National guidance states that ‘Waking Watches’ should be temporary.
The 1,006 buildings with fire safety failings are subject to simultaneous evacuation which may include a ‘Waking Watch’, but not necessarily.
‘Waking Watches’ are put in place by those responsible for fire safety in buildings. This is the ‘Responsible Person’, who will use a competent fire safety professional to advise on what interim measures are appropriate.
While the London Fire Brigade has a role to play in enforcing fire safety legislation, it doesn’t make a decision on which interim measures are put in place in a building. The national guidance is that any ‘Waking Watches’ introduced should be a temporary measure and be replaced with a common alarm system as soon as possible, pending remediation.
Andy Roe commented: “We are extremely concerned that, more than four years after the Grenfell Tower tragedy, the number of buildings being identified with fire safety issues is increasing. The scale of the issues being uncovered in buildings across the UK is worrying. There are much wider issues than just dangerous cladding.”
Roe continued: “There is a far higher number of high-risk buildings in London than anywhere else in the country. It’s clear that there has not yet been a complete culture change when it comes to fire safety in residential buildings. It’s unacceptable for residents to be burdened with the knowledge that their building may not be safe.”

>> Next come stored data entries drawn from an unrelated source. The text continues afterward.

//! Software rasterizer: loads a Wavefront OBJ mesh, draws it through a z-buffer with flat,
//! textured or smoothly lit triangles and writes the frame as a TGA (or any `image` format).

pub mod app;
pub mod canvas;
pub mod model;
pub mod scene;
pub mod util;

In conclusion, Roe observed: “We’re calling on all building owners and managers to take urgent action to remediate their buildings if there are serious fire safety failings. It’s completely unacceptable for residents to feel that their building may not be safe in the event of a fire.”
Pressure on inspecting officers
Roe has highlighted the pressure being brought to bear on fire safety inspection officers who have to inspect (or re-inspect) buildings where the evacuation strategy has been altered. Front line fire crews are also carrying out regular familiarisation visits at these high-risk buildings.
According to Roe, while this is a draw on London Fire Brigade resources, it’s nonetheless “vital work” which has to be maintained into the future until such time that all of the buildings concerned have been remediated.